As of July 16, 2026, 2,260 confirmed* measles cases were reported in the United States in 2026. Among these, 2,245 measles cases were reported by 44 jurisdictions: Alabama, Alaska, Arizona, California, Colorado, Connecticut, District of Columbia, Florida, Georgia, Idaho, Illinois, Iowa, Kansas, Kentucky, Louisiana, Maine, Maryland, Massachusetts, Michigan, Minnesota, Missouri, Montana, Nebraska, New Jersey, New Mexico, New York City, New York State, North Carolina, North Dakota, Ohio, Oklahoma, Oregon, Pennsylvania, Rhode Island, South Carolina, South Dakota, Tennessee, Texas, Utah, Vermont, Virginia, Washington, Wisconsin, and Wyoming.
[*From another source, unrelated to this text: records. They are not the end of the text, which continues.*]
//! Test-specification documents and their test cases.

use serde::{Deserialize, Serialize};
use serde_json::Value;

use crate::assertion::Assertion;
use crate::error::{DomainError, DomainResult};
use crate::source::ValueSource;
use crate::task::Task;

/// A whole test-specification document.
#[derive(Debug, Clone, PartialEq, Serialize, Deserialize)]
#[serde(rename_all = "camelCase")]
pub struct TestSpecDocument {
    /// Reference to the application module under test.
    pub module: String,
    /// Selects a named export of the module.
    #[serde(default, skip_serializing_if = "Option::is_none")]
    pub module_key: Option<String>,
    /// Test cases, in registration order.
    #[serde(default)]
    pub tests: Vec<TestCase>,
}

/// How the runner treats a registered case.
#[derive(Debug, Clone, Copy, PartialEq, Eq, Hash, Serialize, Deserialize, Default)]
#[serde(rename_all = "lowercase")]
pub enum CaseMode {
    /// Run normally.
    #[default]
    Normal,
    /// Run exclusively (with the other `only` cases).
    Only,
    /// Register but do not run.
    Skip,
}

/// One declarative test case.
#[derive(Debug, Clone, PartialEq, Serialize, Deserialize, Default)]
#[serde(rename_all = "camelCase")]
pub struct TestCase {
    /// Case name shown by the runner.
    pub name: String,
    /// Run this case exclusively.
    #[serde(default)]
    pub only: bool,
    /// Skip this case.
    #[serde(default)]
    pub skip: bool,
    /// Setup tasks for integration runs.
    #[serde(default)]
    pub setup_calls: Vec<Task>,
    /// Setup tasks for runs with `useMocks` set.
    #[serde(default)]
    pub service_stubs: Vec<Task>,
    /// Arguments for the application under test.
    #[serde(default, skip_serializing_if = "Option::is_none")]
    pub input: Option<InputSpec>,
    /// Expected successful output.
    #[serde(default, skip_serializing_if = "Option::is_none")]
    pub expected_output: Option<Expectation>,
    /// Expected application error.
    #[serde(default, skip_serializing_if = "Option::is_none")]
    pub expected_error: Option<Expectation>,
    /// Teardown tasks.
    #[serde(default)]
    pub teardown_calls: Vec<Task>,
}

impl TestCase {
    /// Creates a case with only a name.
    #[must_use]
    pub fn named(name: impl Into<String>) -> Self {
        Self {
            name: name.into(),
            ..Self::default()
        }
    }

    /// Runner mode. `only` wins over `skip`.
    #[must_use]
    pub const fn mode(&self) -> CaseMode {
        if self.only {
            CaseMode::Only
        } else if self.skip {
            CaseMode::Skip
        } else {
            CaseMode::Normal
        }
    }

    /// Setup tasks for the active configuration.
    #[must_use]
    pub fn setup_tasks(&self, use_mocks: bool) -> &[Task] {
        if use_mocks {
            &self.service_stubs
        } else {
            &self.setup_calls
        }
    }

    /// The expectation assertions run against: the expected error when one
    /// is declared, the expected output otherwise.
    #[must_use]
    pub fn expectation(&self) -> Option<&Expectation> {
        self.expected_error.as_ref().or(self.expected_output.as_ref())
    }

    /// Whether an application error is the expected outcome.
    #[must_use]
    pub const fn expects_error(&self) -> bool {
        self.expected_error.is_some()
    }
}

/// Arguments for the application under test.
#[derive(Debug, Clone, PartialEq, Serialize, Deserialize, Default)]
pub struct InputSpec {
    /// Argument value, inline or from a file.
    #[serde(flatten)]
    pub source: ValueSource,
    /// The value is a sequence of positional arguments.
    #[serde(default)]
    pub spread: bool,
}

impl InputSpec {
    /// Creates an inline, non-spread input.
    #[must_use]
    pub const fn value(value: Value) -> Self {
        Self {
            source: ValueSource::inline(value),
            spread: false,
        }
    }

    /// Creates an inline input spread into positional arguments.
    #[must_use]
    pub const fn spread(values: Value) -> Self {
        Self {
            source: ValueSource::inline(values),
            spread: true,
        }
    }

    /// Turns a resolved input value into positional arguments.
    ///
    /// # Errors
    ///
    /// Returns `DomainError::InvalidInput` when `spread` is set and the value
    /// is not a sequence.
    pub fn arguments(&self, resolved: Value) -> DomainResult<Vec<Value>> {
        if !self.spread {
            return Ok(vec![resolved]);
        }
        match resolved {
            Value::Array(items) => Ok(items),
            other => Err(DomainError::InvalidInput(format!(
                "spread input must be a sequence, got {other}"
            ))),
        }
    }
}

/// Declared expected output or error.
#[derive(Debug, Clone, PartialEq, Serialize, Deserialize, Default)]
pub struct Expectation {
    /// Expected value, inline or from a file.
    #[serde(flatten)]
    pub source: ValueSource,
    /// Assertions run against the captured output or error.
    #[serde(default)]
    pub asserts: Vec<Assertion>,
}

impl Expectation {
    /// Creates an inline expectation.
    #[must_use]
    pub const fn inline(value: Value, asserts: Vec<Assertion>) -> Self {
        Self {
            source: ValueSource::inline(value),
            asserts,
        }
    }
}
A total of 15 measles cases were reported among international visitors to the United States.

There have been 34 new outbreaks** reported in 2026, and 93% of confirmed cases (2,108 of 2,260) are outbreak-associated (741 from outbreaks starting in 2026 and 1,367 from outbreaks that started in 2025).
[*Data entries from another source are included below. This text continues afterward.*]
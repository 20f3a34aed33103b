//! Operator semantics.
//!
//! Every operator is applied as `operator(actual, expected)`. A value that is
//! absent at the compared path is `None`, which is distinct from JSON `null`
//! except under loose equality.

use regex::Regex;
use serde_json::Value;
use tapestry_domain::CompareOperator;

use crate::template::to_text;

/// Why an operator rejected a pair of values.
#[derive(Debug, Clone, PartialEq, Eq)]
pub enum Rejection {
    /// The values do not satisfy the operator.
    Mismatch(String),
    /// The expected value is not a valid regex.
    InvalidPattern {
        /// The pattern text.
        pattern: String,
        /// Regex compiler message.
        message: String,
    },
}

/// Applies an operator.
///
/// # Errors
///
/// Returns the reason the values do not satisfy the operator.
pub fn apply(
    operator: CompareOperator,
    actual: Option<&Value>,
    expected: Option<&Value>,
) -> Result<(), Rejection> {
    let holds = match operator {
        CompareOperator::Equal => loose_equal(actual, expected),
        CompareOperator::NotEqual => !loose_equal(actual, expected),
        CompareOperator::StrictEqual => strict_equal(actual, expected),
        CompareOperator::NotStrictEqual => !strict_equal(actual, expected),
        CompareOperator::DeepEqual => optional_deep_equal(actual, expected),
        CompareOperator::NotDeepEqual => !optional_deep_equal(actual, expected),
        CompareOperator::Match => regex_match(actual, expected)?,
        CompareOperator::NotMatch => !regex_match(actual, expected)?,
        CompareOperator::IsAbove => ordered(actual, expected, |a, e| a > e)?,
        CompareOperator::IsAtLeast => ordered(actual, expected, |a, e| a >= e)?,
        CompareOperator::IsBelow => ordered(actual, expected, |a, e| a < e)?,
        CompareOperator::IsAtMost => ordered(actual, expected, |a, e| a <= e)?,
        CompareOperator::Include => includes(actual, expected)?,
        CompareOperator::NotInclude => !includes(actual, expected)?,
        CompareOperator::LengthOf => length_of(actual, expected)?,
        CompareOperator::Exists => actual.is_some_and(|v| !v.is_null()),
        CompareOperator::NotExists => actual.is_none_or(Value::is_null),
    };

    if holds {
        Ok(())
    } else {
        Err(Rejection::Mismatch(format!(
            "expected {} to {} {}",
            describe(actual),
            operator.name(),
            describe(expected)
        )))
    }
}

/// Human-readable form of a possibly absent value.
#[must_use]
pub fn describe(value: Option<&Value>) -> String {
    value.map_or_else(|| "undefined".to_string(), ToString::to_string)
}

/// Structural equality; numbers compare by value (`1 == 1.0`).
#[must_use]
pub fn deep_equal(a: &Value, b: &Value) -> bool {
    match (a, b) {
        (Value::Number(x), Value::Number(y)) => x.as_f64() == y.as_f64(),
        (Value::Array(xs), Value::Array(ys)) => {
            xs.len() == ys.len() && xs.iter().zip(ys).all(|(x, y)| deep_equal(x, y))
        }
        (Value::Object(xs), Value::Object(ys)) => {
            xs.len() == ys.len()
                && xs
                    .iter()
                    .all(|(k, x)| ys.get(k).is_some_and(|y| deep_equal(x, y)))
        }
        _ => a == b,
    }
}

fn optional_deep_equal(a: Option<&Value>, b: Option<&Value>) -> bool {
    match (a, b) {
        (Some(a), Some(b)) => deep_equal(a, b),
        (None, None) => true,
        _ => false,
    }
}

fn strict_equal(a: Option<&Value>, b: Option<&Value>) -> bool {
    optional_deep_equal(a, b)
}

/// Loose equality: absent equals null, numeric strings equal numbers,
/// booleans compare as 0/1, composites compare structurally.
fn loose_equal(a: Option<&Value>, b: Option<&Value>) -> bool {
    match (a, b) {
        (None | Some(Value::Null), None | Some(Value::Null)) => true,
        (None | Some(Value::Null), _) | (_, None | Some(Value::Null)) => false,
        (Some(a), Some(b)) => match (a, b) {
            (Value::String(x), Value::String(y)) => x == y,
            (Value::Array(_) | Value::Object(_), _) | (_, Value::Array(_) | Value::Object(_)) => {
                deep_equal(a, b)
            }
            _ => match (as_number(a), as_number(b)) {
                (Some(x), Some(y)) => x == y,
                _ => false,
            },
        },
    }
}

fn as_number(value: &Value) -> Option<f64> {
    match value {
        Value::Number(n) => n.as_f64(),
        Value::Bool(b) => Some(if *b { 1.0 } else { 0.0 }),
        Value::String(s) if s.trim().is_empty() => Some(0.0),
        Value::String(s) => s.trim().parse().ok(),
        _ => None,
    }
}

fn regex_match(actual: Option<&Value>, expected: Option<&Value>) -> Result<bool, Rejection> {
    let pattern = expected.map(to_text).unwrap_or_default();
    let regex = Regex::new(&pattern).map_err(|e| Rejection::InvalidPattern {
        pattern: pattern.clone(),
        message: e.to_string(),
    })?;
    match actual {
        Some(value) => Ok(regex.is_match(&to_text(value))),
        None => Err(Rejection::Mismatch(format!(
            "expected undefined to match /{pattern}/"
        ))),
    }
}

fn ordered(
    actual: Option<&Value>,
    expected: Option<&Value>,
    holds: impl Fn(f64, f64) -> bool,
) -> Result<bool, Rejection> {
    match (actual.and_then(Value::as_f64), expected.and_then(Value::as_f64)) {
        (Some(a), Some(e)) => Ok(holds(a, e)),
        _ => Err(Rejection::Mismatch(format!(
            "expected numbers, got {} and {}",
            describe(actual),
            describe(expected)
        ))),
    }
}

fn includes(actual: Option<&Value>, expected: Option<&Value>) -> Result<bool, Rejection> {
    match (actual, expected) {
        (Some(Value::String(haystack)), Some(needle)) => Ok(haystack.contains(&to_text(needle))),
        (Some(Value::Array(items)), Some(needle)) => {
            Ok(items.iter().any(|item| deep_equal(item, needle)))
        }
        (Some(Value::Object(map)), Some(Value::Object(subset))) => Ok(subset
            .iter()
            .all(|(k, v)| map.get(k).is_some_and(|actual| deep_equal(actual, v)))),
        _ => Err(Rejection::Mismatch(format!(
            "{} cannot include {}",
            describe(actual),
            describe(expected)
        ))),
    }
}

fn length_of(actual: Option<&Value>, expected: Option<&Value>) -> Result<bool, Rejection> {
    let length = match actual {
        Some(Value::String(s)) => s.chars().count(),
        Some(Value::Array(items)) => items.len(),
        other => {
            return Err(Rejection::Mismatch(format!(
                "{} has no length",
                describe(other)
            )));
        }
    };
    match expected.and_then(Value::as_u64) {
        Some(n) => Ok(u64::try_from(length).is_ok_and(|len| len == n)),
        None => Err(Rejection::Mismatch(format!(
            "expected length must be a non-negative integer, got {}",
            describe(expected)
        ))),
    }
}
In just a week or two, we are very likely to top last year's total of 2,289, for the greatest number of annual cases in 35 years. 

At MedPage Today, Terrence Rudd reports:

[S]tudies on South Carolina and Utah's large outbreaks showed cases of encephalitis and sepsis among the hospitalized patients.

In both states, hypoxemia and pneumonia were the most common conditions leading to hospitalization for measles, with some admissions driven by electrolyte abnormalities, sepsis, and shock.

Two of 13 patients hospitalized in South Carolina developed measles encephalitis, which led to prolonged hospitalization for both and discharge to an inpatient rehabilitation facility for one patient, according to Katherine Richardson, MD, and colleagues from Prisma Health Greenville Memorial Hospital in South Carolina, writing in the New England Journal of Medicine.